ITEM 2. MANAGEMENT’S DISCUSSION AND ANALYSIS OF FINANCIAL CONDITION AND RESULTS OF OPERATIONS

 

Cautionary Statement

 

You should read the following discussion and analysis in conjunction with our Unaudited Consolidated Financial Statements and the related Notes thereto contained in Part I, Item 1 of this Report. The information contained in this Quarterly Report on Form 10-Q is not a complete description of our business or the risks associated with an investment in our common stock. We urge you to carefully review and consider the various disclosures made by us in this Report, as well as in our Annual Report on Form 10-K for the year ended September 30, 2010 (“Annual Report”) and in our other filings with the SEC, which discuss our business in greater detail.

 

This Quarterly Report contains forward-looking statements that involve risks and uncertainties. Forward-looking statements provide current expectations of future events based on certain assumptions and include any statements that do not directly relate to historical or current fact. We use words such as “anticipates,” “believes,” “plans,” “expects,” “future,” “intends,” “may,” “should,” “estimates,” “predicts,” “potential,” “continue,” “becoming,” “transitioning,” and similar expressions to identify such forward-looking statements. Our forward-looking statements include statements as to our business outlook, revenues, margins, expenses, tax provision, capital resources sufficiency, capital expenditures, interest income, cash commitments, and expenses. Forward-looking statements are not guarantees of future performance and the Company’s actual results may differ significantly from the results discussed in the forward-looking statements. Factors that might cause such differences include, but are not limited to, those referenced in the subsection entitled “Risk Factors” in Part I, Item 1A of our Annual Report, and similar discussions in our other SEC filings. The Company assumes no obligation to revise or update any forward-looking statements for any reason, except as required by law.

 

Overview

 

Over the last 10 years, the worldwide proliferation of the Internet and the rapid growth in the volume of data being sent over LANs and WANs has placed a tremendous strain on the existing communications infrastructure. Communication service providers have sought to increase their revenues by delivering a growing range of data services to their customers in a cost-effective manner. The resulting demand for increased bandwidth and services has created a need for faster, larger and more complex networks.

 

The Company is a leading supplier of high-performance integrated circuits (“ICs”) principally targeted at systems manufacturers in the communications industry. Within the communications industry, the Company’s products address Carrier and Enterprise Networking, where they enable data to be transmitted at high-speeds and processed and switched under a variety of protocols.

 

In recent years, the Company has focused its product development and marketing efforts on products that leverage the convergence of Carrier and Enterprise Networking onto Internet Protocol based networks.

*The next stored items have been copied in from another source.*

// ==========================================
// 定额目录与版本管理测试
// ==========================================
// 测试范围:
// 1. 版本 CRUD、重名约束、批量删除部分成功
// 2. 版本删除级联清除定额，但不回溯清单快照
// 3. 关键字检索（空关键字/大小写/版本作用域）
// ==========================================


use quota_match::api::ApiError;
use quota_match::domain::MatchStatus;
use test_helpers::*;

#[test]
fn test_version_create_requires_unique_name() {
    let (_tmp, state) = create_test_state();

    seed_version(&state, "2026年第一版");
    let duplicate = state.version_api.create_version("2026年第一版", None);
    assert!(matches!(duplicate, Err(ApiError::InvalidInput(_))));

    let blank = state.version_api.create_version("   ", None);
    assert!(matches!(blank, Err(ApiError::InvalidInput(_))));
}

#[test]
fn test_version_update_checks_rename_conflicts() {
    let (_tmp, state) = create_test_state();
    let v1 = seed_version(&state, "V1");
    let v2 = seed_version(&state, "V2");

    // 与他版本重名：拒绝
    let conflict = state.version_api.update_version(v2.id, Some("V1"), None);
    assert!(matches!(conflict, Err(ApiError::InvalidInput(_))));

    // 改自己的名字与描述：允许（含与自身同名）
    let updated = state
        .version_api
        .update_version(v1.id, Some("V1"), Some("修订说明"))
        .unwrap();
    assert_eq!(updated.version_name, "V1");
    assert_eq!(updated.description.as_deref(), Some("修订说明"));

    let renamed = state
        .version_api
        .update_version(v2.id, Some("V2-final"), None)
        .unwrap();
    assert_eq!(renamed.version_name, "V2-final");
}

#[test]
fn test_versions_listed_newest_first() {
    let (_tmp, state) = create_test_state();
    let v1 = seed_version(&state, "V1");
    let v2 = seed_version(&state, "V2");

    let versions = state.version_api.list_versions().unwrap();
    assert_eq!(versions.len(), 2);
    // 同秒创建时按 id 倒序兜底
    assert_eq!(versions[0].id, v2.id);
    assert_eq!(versions[1].id, v1.id);
}

#[test]
fn test_delete_version_cascades_quotas() {
    let (_tmp, state) = create_test_state();
    let version = seed_version(&state, "V1");
    let quota = seed_quota(&state, version.id, Some("AZ-001"), "砖基础", None, "100");
    seed_quota(&state, version.id, Some("AZ-002"), "垫层", None, "50");

    state.version_api.delete_version(version.id).unwrap();

    assert!(matches!(
        state.version_api.get_version(version.id),
        Err(ApiError::NotFound(_))
    ));
    assert!(matches!(
        state.quota_api.get_quota(quota.id),
        Err(ApiError::NotFound(_))
    ));
    // 版本作用域的查询一并失效
    assert!(matches!(
        state.quota_api.list_by_version(version.id),
        Err(ApiError::NotFound(_))
    ));
}

#[test]
fn test_delete_version_keeps_item_snapshots() {
    let (_tmp, state) = create_test_state();
    let version = seed_version(&state, "V1");
    let quota = seed_quota(&state, version.id, Some("AZ-001"), "砖基础", Some("M5"), "428.70");
    let single = seed_item(&state, Some("AZ-001"), "砖基础", Some("M5"), "2");
    let multi = seed_item(&state, None, "组合项", None, "1");

    state.match_api.run_match(version.id, None).unwrap();
    state.match_api.attach_quota(multi.id, quota.id).unwrap();

    state.version_api.delete_version(version.id).unwrap();

    // 单定额快照不被目录删除回溯
    let single = reload_item(&state, single.id);
    assert_eq!(single.match_status, MatchStatus::Matched);
    assert_eq!(single.matched_unit_price, Some(dec("428.70")));

    // 关联快照同样保持
    let links = state.item_api.item_quotas(multi.id).unwrap();
    assert_eq!(links.len(), 1);
    assert_eq!(links[0].unit_price, Some(dec("428.70")));
}

#[test]
fn test_batch_delete_versions_partial_success() {
    let (_tmp, state) = create_test_state();
    let v1 = seed_version(&state, "V1");
    let v2 = seed_version(&state, "V2");

    let outcome = state
        .version_api
        .batch_delete_versions(&[v1.id, 777, v2.id])
        .unwrap();

    assert_eq!(outcome.success_count, 2);
    assert_eq!(outcome.fail_count, 1);
    assert_eq!(outcome.failures[0].id, 777);
    assert!(state.version_api.list_versions().unwrap().is_empty());
}

#[test]
fn test_keyword_search_rules() {
    let (_tmp, state) = create_test_state();
    let v1 = seed_version(&state, "V1");
    let v2 = seed_version(&state, "V2");
    seed_quota(&state, v1.id, Some("AZ-001"), "砖基础", Some("M5水泥砂浆"), "100");
    seed_quota(&state, v1.id, Some("BK-300"), "Brick Wall", None, "50");
    seed_quota(&state, v2.id, Some("AZ-001"), "砖基础", None, "120");

    // 空关键字 → 空结果（不是"全部"）
    assert!(state.quota_api.search(v1.id, "").unwrap().is_empty());
    assert!(state.quota_api.search(v1.id, "   ").unwrap().is_empty());

    // 大小写不敏感子串，可命中编码/名称/特征
    assert_eq!(state.quota_api.search(v1.id, "brick").unwrap().len(), 1);
    assert_eq!(state.quota_api.search(v1.id, "az-").unwrap().len(), 1);
    assert_eq!(state.quota_api.search(v1.id, "水泥").unwrap().len(), 1);

    // 作用域限定在指定版本
    assert_eq!(state.quota_api.search(v2.id, "az-001").unwrap().len(), 1);

    // 未知版本
    assert!(matches!(
        state.quota_api.search(999, "az"),
        Err(ApiError::NotFound(_))
    ));
}

#[test]
fn test_quota_crud_validation() {
    let (_tmp, state) = create_test_state();
    let version = seed_version(&state, "V1");

    // 名称必填
    let blank = state.quota_api.create_quota(
        version.id,
        quota_match::domain::QuotaDraft {
            quota_name: " ".to_string(),
            ..Default::default()
        },
    );
    assert!(matches!(blank, Err(ApiError::InvalidInput(_))));

    // 编码在版本内不要求唯一
    seed_quota(&state, version.id, Some("AZ-001"), "砖基础A", None, "1");
    seed_quota(&state, version.id, Some("AZ-001"), "砖基础B", None, "2");
    assert_eq!(state.quota_api.list_by_version(version.id).unwrap().len(), 2);

    // 未知版本入库拒绝
    let orphan = state.quota_api.create_quota(
        404,
        quota_match::domain::QuotaDraft {
            quota_name: "孤儿定额".to_string(),
            ..Default::default()
        },
    );
    assert!(matches!(orphan, Err(ApiError::NotFound(_))));
}

#[test]
fn test_batch_delete_quotas_partial_success() {
    let (_tmp, state) = create_test_state();
    let version = seed_version(&state, "V1");
    let q1 = seed_quota(&state, version.id, Some("AZ-001"), "砖基础", None, "1");
    let q2 = seed_quota(&state, version.id, Some("AZ-002"), "垫层", None, "2");

    let outcome = state
        .quota_api
        .batch_delete_quotas(&[q1.id, 555, q2.id])
        .unwrap();

    assert_eq!(outcome.success_count, 2);
    assert_eq!(outcome.fail_count, 1);
    assert_eq!(outcome.failures[0].reason, "企业定额不存在");
    assert_eq!(state.version_api.quota_count(version.id).unwrap(), 0);
}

These “Next-Generation Networks” share the requirements of high reliability, scalability, interoperability and low cost. Increasingly, these networks will be delivered based on Ethernet technology. The Company believes that products in this emerging technology area represent the best opportunity for the Company to provide differentiation in the market.

 

Critical Accounting Policies and Estimates

 

Our critical accounting policies and estimates are described in our Annual Report on Form 10-K for the year ended September 30, 2010. There have been no significant changes to these policies during the nine months ended June 30, 2011. These policies and estimates continue to be those that we believe are most important to a reader’s ability to understand our financial results.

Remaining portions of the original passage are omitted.